Nutrition Information
Per muffin Calories: 243 Fat: 8g Saturated fat: 3g Carbohydrates: 41g Sugar: 6g Protein: 5g

The next recipe in our New Year, New Recipes post, is Chicken Noodle Soup, an aromatic broth containing ginger, one of my favourite gentle spices at the moment. So good for you, and very warming on a cold day or night.

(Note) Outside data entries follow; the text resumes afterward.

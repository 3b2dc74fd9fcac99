//! Weather burst sequencer.
//!
//! The sequencer walks an ordered list of [`WeatherBurst`]s as simulated
//! time passes. When the last burst runs out it stays on that burst with a
//! very large remaining time instead of wrapping around or failing, so the
//! final condition persists for the rest of the run.
//!
//! # States
//!
//! - `index in 0..N` with `remaining > 0`: burst `index` is in effect.
//! - pinned: `index == N - 1`, remaining reset to [`PINNED_REMAINING_SECS`].
//! - empty list: [`WeatherSequencer::current`] is permanently `clear / 0.0`.
//!
//! [`advance`](WeatherSequencer::advance) never fails; bad input was
//! rejected when the sequencer was built.

use courier_types::{WeatherBurst, WeatherReading};
use serde::{Deserialize, Serialize};
use tracing::debug;

use crate::error::WorldError;

/// Remaining time assigned once the final burst is pinned.
pub const PINNED_REMAINING_SECS: f64 = 1.0e12;

/// A change of burst caused by [`WeatherSequencer::advance`].
#[derive(Debug, Clone, Copy, PartialEq, Serialize, Deserialize)]
pub enum WeatherTransition {
    /// Moved on to the burst at `index`.
    Advanced {
        /// New burst index.
        index: usize,
        /// Weather now in effect.
        reading: WeatherReading,
    },
    /// The final burst ran out and is now pinned.
    Pinned {
        /// Index of the final burst.
        index: usize,
    },
}

/// Steps through weather bursts by elapsed time.
#[derive(Debug, Clone, PartialEq, Serialize, Deserialize)]
pub struct WeatherSequencer {
    bursts: Vec<WeatherBurst>,
    index: usize,
    remaining_secs: f64,
    pinned: bool,
}

impl WeatherSequencer {
    /// Build a sequencer starting on the first burst.
    ///
    /// # Errors
    ///
    /// Returns [`WorldError::InvalidConfiguration`] if a burst has a
    /// non-positive or non-finite duration, or an intensity outside `[0, 1]`.
    pub fn new(bursts: Vec<WeatherBurst>) -> Result<Self, WorldError> {
        for (i, burst) in bursts.iter().enumerate() {
            if !burst.duration_sec.is_finite() || burst.duration_sec <= 0.0 {
                return Err(WorldError::invalid(format!(
                    "burst {i} has invalid duration {}",
                    burst.duration_sec
                )));
            }
            if !(0.0..=1.0).contains(&burst.intensity) {
                return Err(WorldError::invalid(format!(
                    "burst {i} has intensity {} outside [0, 1]",
                    burst.intensity
                )));
            }
        }

        let remaining_secs = bursts.first().map_or(PINNED_REMAINING_SECS, |b| b.duration_sec);
        Ok(Self {
            pinned: bursts.is_empty(),
            bursts,
            index: 0,
            remaining_secs,
        })
    }

    /// Consume `dt` seconds of weather.
    ///
    /// When the current burst runs out the sequencer moves to the next one
    /// with that burst's full duration (leftover time is not carried over),
    /// or pins on the final burst. Non-finite or negative `dt` is treated
    /// as zero.
    pub fn advance(&mut self, dt: f64) -> Option<WeatherTransition> {
        if self.bursts.is_empty() {
            return None;
        }
        let dt = if dt.is_finite() && dt > 0.0 { dt } else { 0.0 };
        self.remaining_secs -= dt;
        if self.remaining_secs > 0.0 {
            return None;
        }

        let next = self.index.saturating_add(1);
        if let Some(burst) = self.bursts.get(next) {
            self.index = next;
            self.remaining_secs = burst.duration_sec;
            let reading = self.current();
            debug!(
                index = next,
                condition = %reading.condition,
                intensity = reading.intensity,
                "Weather burst started"
            );
            return Some(WeatherTransition::Advanced {
                index: next,
                reading,
            });
        }

        self.remaining_secs = PINNED_REMAINING_SECS;
        if self.pinned {
            return None;
        }
        self.pinned = true;
        debug!(index = self.index, "Final weather burst pinned");
        Some(WeatherTransition::Pinned { index: self.index })
    }

    /// The weather currently in effect.
    pub fn current(&self) -> WeatherReading {
        self.bursts
            .get(self.index)
            .map_or_else(WeatherReading::default, |burst| WeatherReading {
                condition: burst.condition,
                intensity: burst.intensity,
            })
    }

    /// Index of the current burst. Always `0` for an empty list.
    pub const fn index(&self) -> usize {
        self.index
    }

    /// Seconds left in the current burst.
    pub const fn remaining_secs(&self) -> f64 {
        self.remaining_secs
    }

    /// Returns `true` once the sequence is exhausted (or was empty).
    pub const fn is_pinned(&self) -> bool {
        self.pinned
    }

    /// The full burst list.
    pub fn bursts(&self) -> &[WeatherBurst] {
        &self.bursts
    }
}

#[cfg(test)]
#[allow(clippy::unwrap_used, clippy::float_cmp)]
mod tests {
    use courier_types::WeatherCondition;

    use super::*;

    fn burst(condition: WeatherCondition, intensity: f64, duration_sec: f64) -> WeatherBurst {
        WeatherBurst {
            condition,
            intensity,
            duration_sec,
        }
    }

    #[test]
    fn starts_on_first_burst() {
        let seq = WeatherSequencer::new(vec![
            burst(WeatherCondition::Rain, 0.4, 60.0),
            burst(WeatherCondition::Clear, 0.0, 60.0),
        ])
        .unwrap();
        assert_eq!(seq.index(), 0);
        assert_eq!(seq.current().condition, WeatherCondition::Rain);
        assert_eq!(seq.remaining_secs(), 60.0);
    }

    #[test]
    fn advances_when_burst_runs_out() {
        let mut seq = WeatherSequencer::new(vec![
            burst(WeatherCondition::Rain, 0.4, 60.0),
            burst(WeatherCondition::Fog, 0.7, 30.0),
        ])
        .unwrap();
        assert_eq!(seq.advance(59.0), None);
        assert_eq!(seq.current().condition, WeatherCondition::Rain);

        let transition = seq.advance(1.0);
        assert!(matches!(
            transition,
            Some(WeatherTransition::Advanced { index: 1, .. })
        ));
        assert_eq!(seq.current().condition, WeatherCondition::Fog);
        assert_eq!(seq.remaining_secs(), 30.0);
    }

    #[test]
    fn single_storm_stays_pinned() {
        let mut seq =
            WeatherSequencer::new(vec![burst(WeatherCondition::Storm, 1.0, 60.0)]).unwrap();
        let transition = seq.advance(120.0);
        assert_eq!(transition, Some(WeatherTransition::Pinned { index: 0 }));
        assert_eq!(seq.index(), 0);
        assert!(seq.is_pinned());
        assert_eq!(seq.current().condition, WeatherCondition::Storm);
        assert_eq!(seq.current().intensity, 1.0);

        // Further time changes nothing and reports no new transition.
        for _ in 0..100 {
            assert_eq!(seq.advance(1_000.0), None);
        }
        assert_eq!(seq.current().condition, WeatherCondition::Storm);
    }

    #[test]
    fn large_step_moves_one_burst_at_a_time() {
        let mut seq = WeatherSequencer::new(vec![
            burst(WeatherCondition::Clear, 0.0, 10.0),
            burst(WeatherCondition::Wind, 0.5, 10.0),
            burst(WeatherCondition::Cold, 0.5, 10.0),
        ])
        .unwrap();
        let _ = seq.advance(500.0);
        assert_eq!(seq.index(), 1);
        assert_eq!(seq.remaining_secs(), 10.0);
    }

    #[test]
    fn empty_sequence_is_clear_forever() {
        let mut seq = WeatherSequencer::new(Vec::new()).unwrap();
        assert_eq!(seq.advance(10_000.0), None);
        let reading = seq.current();
        assert_eq!(reading.condition, WeatherCondition::Clear);
        assert_eq!(reading.intensity, 0.0);
        assert!(seq.is_pinned());
    }

    #[test]
    fn invalid_dt_is_ignored() {
        let mut seq =
            WeatherSequencer::new(vec![burst(WeatherCondition::Heat, 0.3, 5.0)]).unwrap();
        assert_eq!(seq.advance(f64::NAN), None);
        assert_eq!(seq.advance(-3.0), None);
        assert_eq!(seq.remaining_secs(), 5.0);
    }

    #[test]
    fn rejects_zero_duration() {
        let result = WeatherSequencer::new(vec![burst(WeatherCondition::Rain, 0.5, 0.0)]);
        assert!(matches!(
            result,
            Err(WorldError::InvalidConfiguration { .. })
        ));
    }

    #[test]
    fn rejects_intensity_above_one() {
        let result = WeatherSequencer::new(vec![burst(WeatherCondition::Rain, 1.5, 10.0)]);
        assert!(result.is_err());
    }
}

Chicken Noodle Soup Recipe

Chicken Noodle Soup - courtesy Mary Cadogan – New Year, New Recipes.
Chicken Noodle Soup – courtesy Mary Cadogan

Chicken Noodle Soup Recipe
Recipe type: Soup starter
Cuisine: European
Prep time: 
Cook time: 
Total time: 
Serves: Serves 2
This recipe for Chicken Noodle Soup sounds a brilliant warming soup for a cold day or evening, one of which I will be making in a few days. Choose a good soy sauce, and if you have any fresh sweetcorn, even better. Ginger is one of the new superfoods, and is so good for you - we love using it in many recipes. Also you can add a few chopped green beans, or shredded kale.
  • 900ml chicken or vegetable stock (or Miso soup mix)
  • 1 boneless, skinless chicken breast, about 175g/6oz
  • 1 tsp chopped fresh root ginger
  • 1 garlic clove, finely chopped
  • 50g rice or wheat noodles
  • 2 tbsp sweetcorn, canned or frozen
  • 2 - 3 mushrooms, thinly sliced
  • 2 spring onion, shredded
  • 2 tsp soy sauce, plus extra for serving
  • mint or basil leaves and a little shredded chilli (optional), to serve
  1. Pour the stock into a pan, and add the chicken, ginger and garlic.
  2. Bring to the boil, then reduce the heat, partly cover and simmer for 20 mins, until the chicken is tender.
  3. Remove the chicken to a board and shred into bite-size pieces using a couple of forks.
  4. Return the chicken to the stock with the noodles, corn, mushrooms, half the spring onions and the soy sauce. Simmer for 3 - 4 mins until the noodles are tender.
  5. Ladle into two bowls and scatter over the remaining spring onions, herbs and chilli shreds if using.
  6. Serve with extra soy sauce for sprinkling over the top.
Nutrition Information
Per serving Calories: 217 Fat: 2g Saturated fat: 0.4g Carbohydrates: 26g Sugar: 1g Cholesterol: 26g

Well, that’s the first two of the new recipes I have found – I hope you like them. But I have filled my desktop today with the most delicious looking plates of food that I am really looking forward to preparing in our new kitchen (and I will be doing a big post on that soon). So watch out for the next batch, any day now. Guaranteed to warm you up and make you feel great!